An 18-year-old man had been badly injured in an accident, they learned. He was ruled brain dead, but his heart was still beating.
It was a tragedy that set into motion the first successful heart transplant in Canadian history, which marks its 50th anniversary on Saturday.
"We never had any hesitation," said Dr. John K. Wilson, now 93. "We were ready. The team was ready."
A year earlier, in 1967, Wilson had identified a potential recipient for a heart transplant, Charles Perrin Johnston, who had been suffering from heart failure and appeared headed toward an early death.
"I told him at the time, almost facetiously, 'Hey, maybe we can give you a new heart in a year's time,'" Wilson remembers telling Perrin Johnston.
The golden age of cardiology
In December 1967, the South African doctor Christiaan Barnard performed the world's first human-to-human heart transplant — an earlier transplant had been attempted using a chimpanzee heart — though the recipient lived for just 18 days after the surgery.
In Canada, several hospitals were jockeying to become the first to replicate the operation, though early attempts were met with fast deaths or incapacitated patients.
In May of 1968, Albert Murphy became the first Canadian to receive a new heart, though he died within hours of the operation, performed at the Montreal Heart Institute.
In the following months, Toronto General and Toronto Western hospitals also attempted heart transplants, though none of the patients recovered.
In the wake of multiple failures and amidst a growing media frenzy around the race between the three Toronto hospitals, the team at St. Michael's took their shot at the potentially life-saving operation on Nov. 17, 1968.
The transplant was to be led by Dr. Clare Baker, with Wilson providing support during Perrin Johnston's recovery. Dr. James Yao, Dr. Bernadette Garvey and Dr. John Hart also contributed to the operation.
"We had to have confidence. And if anybody gave the image of being a confident performer, a confident surgeon, a capable surgeon, it was Dr. Clare Baker," Wilson remembered about his colleague, who died in 2010.
That confidence and preparation ultimately translated into a successful surgery.
"He left the operating room like any other patient, with a beating heart," Wilson said.
Perrin Johnston went on to live six years with his new heart. At the time of his death, he was the longest lived male heart transplant recipient in the world.
When doctors later asked him how they did it, "maybe we said more prayers at St.
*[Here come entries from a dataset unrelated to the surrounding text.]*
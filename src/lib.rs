//! sfplayer - A terminal SoundFont player.
//!
//! This library provides the synthesizer session, the playback state machine
//! and the controller that the terminal front end drives.

pub mod app;
pub mod audio;
pub mod config;
pub mod error;
pub mod loader;
pub mod midi;
pub mod session;
pub mod ui;
pub mod visualizer;

// Re-export commonly used types
pub use app::{App, Mode};
pub use audio::{render_to_wav, Analyser, RustySynthFactory, SynthEngine};
pub use config::Config;
pub use error::{PlayerError, Result};
pub use loader::{ResourceBuffer, SoundFontSource};
pub use midi::MidiClip;
pub use session::{Phase, SynthSession, Transition};
//! MIDI helpers: note naming and playable MIDI file clips.

pub(crate) mod clip;

pub use clip::{MidiClip, MidiSummary};

/// Standard MIDI note names for display purposes.
/// Maps MIDI note number (0-127) to note name within an octave.
pub const NOTE_NAMES: [&str; 12] = [
    "C", "C#", "D", "D#", "E", "F", "F#", "G", "G#", "A", "A#", "B",
];

/// Converts a MIDI note number to a human-readable note name with octave.
///
/// # Examples
///
/// ```
/// use sfplayer::midi::note_to_name;
///
/// let name = note_to_name(60); // Middle C
/// assert_eq!(name, "C4");
/// ```
pub fn note_to_name(note: u8) -> String {
    let octave = (note / 12) as i8 - 1; // MIDI octave convention
    let note_index = (note % 12) as usize;
    format!("{}{}", NOTE_NAMES[note_index], octave)
}

/// Parses a note given either as a name ("C4", "F#5") or a number ("60").
///
/// Returns None if the input is not a valid MIDI note (0-127).
pub fn parse_note(input: &str) -> Option<u8> {
    let input = input.trim();
    if let Ok(number) = input.parse::<u8>() {
        return (number <= 127).then_some(number);
    }

    let octave_start = input.chars().position(|c| c.is_ascii_digit() || c == '-')?;
    let (note_part, octave_part) = input.split_at(octave_start);

    let note_index = NOTE_NAMES
        .iter()
        .position(|&n| n.eq_ignore_ascii_case(note_part))?;
    let octave: i16 = octave_part.parse().ok()?;

    // MIDI note = (octave + 1) * 12 + note_index
    let midi_note = (octave + 1) * 12 + note_index as i16;
    (0..=127).contains(&midi_note).then_some(midi_note as u8)
}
Michael's Hospital," Wilson would say with a laugh.
Surgery inspired future doctors
Shortly after Perrin Johnston's transplant, Dr. Robert Chisholm arrived at St. Michael's as a medical student. He says the experience of watching Dr. Wilson and Dr. Baker during their breakthrough years altered the course of his career.
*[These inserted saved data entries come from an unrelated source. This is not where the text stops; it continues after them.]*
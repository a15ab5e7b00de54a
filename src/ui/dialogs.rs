//! File browser overlay.

use super::centered_rect;
use crate::app::{App, FileTarget};
use ratatui::layout::{Constraint, Direction, Layout};
use ratatui::style::{Color, Modifier, Style};
use ratatui::text::{Line, Span};
use ratatui::widgets::{Block, Borders, Clear, List, ListItem, Paragraph};
use ratatui::Frame;
use std::path::Path;

/// Shortens a path from the left so it fits in `max_width` characters.
fn truncate_path(path_str: &str, max_width: usize) -> String {
    let len = path_str.chars().count();
    if len > max_width {
        let keep = max_width.saturating_sub(3);
        let tail: String = path_str.chars().skip(len - keep).collect();
        format!("...{}", tail)
    } else {
        path_str.to_string()
    }
}

/// Extracts the display name from a path, returning "?" if extraction fails.
#[inline]
fn path_display_name(path: &Path) -> String {
    path.file_name()
        .and_then(|n| n.to_str())
        .unwrap_or("?")
        .to_string()
}

/// Renders the file browser overlay, if open.
pub fn render_file_browser(frame: &mut Frame, app: &App) {
    let Some(browser) = &app.browser else {
        return;
    };

    let area = centered_rect(65, 75, frame.area());
    frame.render_widget(Clear, area);

    let block = Block::default()
        .title(browser.target.title())
        .borders(Borders::ALL)
        .border_style(Style::default().fg(Color::Cyan));

    let inner = block.inner(area);
    frame.render_widget(block, area);

    let chunks = Layout::default()
        .direction(Direction::Vertical)
        .constraints([
            Constraint::Length(1), // Current path
            Constraint::Length(1), // Separator
            Constraint::Min(5),    // File list
            Constraint::Length(1), // Instructions
        ])
        .split(inner);

    let path_str = browser.current_dir.display().to_string();
    let max_width = chunks[0].width.saturating_sub(2) as usize;
    frame.render_widget(
        Paragraph::new(Span::styled(
            truncate_path(&path_str, max_width),
            Style::default().fg(Color::Cyan),
        )),
        chunks[0],
    );

    let (file_icon, empty_message) = match browser.target {
        FileTarget::SoundFont => ("[SF2]", "No SoundFont files found in this directory"),
        FileTarget::Midi => ("[MID]", "No MIDI files found in this directory"),
    };

    let visible_height = chunks[2].height as usize;
    browser.set_page(visible_height);
    let start_idx = browser.visible_start().min(browser.entries.len());
    let end_idx = (start_idx + visible_height).min(browser.entries.len());

    let items: Vec<ListItem> = if browser.entries.is_empty() {
        vec![ListItem::new(Line::from(Span::styled(
            empty_message,
            Style::default()
                .fg(Color::DarkGray)
                .add_modifier(Modifier::ITALIC),
        )))]
    } else {
        browser.entries[start_idx..end_idx]
            .iter()
            .enumerate()
            .map(|(i, path)| {
                let is_selected = start_idx + i == browser.selected;

                let (icon, name, style) = if path == Path::new("..") {
                    (
                        "[..]",
                        "Parent Directory".to_string(),
                        Style::default().fg(Color::Blue),
                    )
                } else if path.is_dir() {
                    (
                        "[D]",
                        path_display_name(path),
                        Style::default().fg(Color::Blue),
                    )
                } else {
                    (
                        file_icon,
                        path_display_name(path),
                        Style::default().fg(Color::Green),
                    )
                };

                let display_style = if is_selected {
                    style.add_modifier(Modifier::REVERSED)
                } else {
                    style
                };

                ListItem::new(Line::from(vec![
                    Span::styled(format!("{} ", icon), Style::default().fg(Color::DarkGray)),
                    Span::styled(name, display_style),
                ]))
            })
            .collect()
    };

    frame.render_widget(List::new(items), chunks[2]);

    frame.render_widget(
        Paragraph::new(Line::from(vec![
            Span::styled("[Up/Down]", Style::default().fg(Color::Yellow)),
            Span::styled(" Navigate  ", Style::default().fg(Color::DarkGray)),
            Span::styled("[Enter]", Style::default().fg(Color::Yellow)),
            Span::styled(" Select  ", Style::default().fg(Color::DarkGray)),
            Span::styled("[Esc]", Style::default().fg(Color::Yellow)),
            Span::styled(" Cancel", Style::default().fg(Color::DarkGray)),
        ])),
        chunks[3],
    );
}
"That two month experienced changed my life," said Chisholm, who started his tenure at St. Mike's without a medical specialty. He has now worked as a cardiologist at the hospital since the 1970s.
"It was a very exciting time because the world was kind of watching us," he added. "We had pretty good success in those early days."
While the techniques used in cardiology have advanced considerably since the 1960s, Chisholm says the approach taken by Wilson and Baker should serve as a powerful lesson to their modern contemporaries.
"The key to their success, I think, was judgment," he said. "And that still applies today."
Failed surgeries following breakthrough
Following Perrin Johnston's surgery, Baker, Wilson and the St. Michael's cardiology team travelled around the world, sharing their findings at medical conferences filled with doctors still struggling to perform the operation.
In total, Wilson and the team carried out five heart transplants at St. Michael's, though the last two were unsuccessful.
They stopped performing transplants after those failures, due to advancements in other areas of cardiology and a need for anti-rejection medications that were not yet developed.
Still, Wilson looks back fondly on his years at the cutting edge of the specialty, knowing that his team's success informed the work of doctors around the world, and elevated the profile of his hospital as a result.
"We were pretty proud that we were able to present a successful transplant," he said. "We showed that it can be done."
According to the latest figures from the Canadian Institute for Health Information, 170 Canadians received heart transplants in 2015.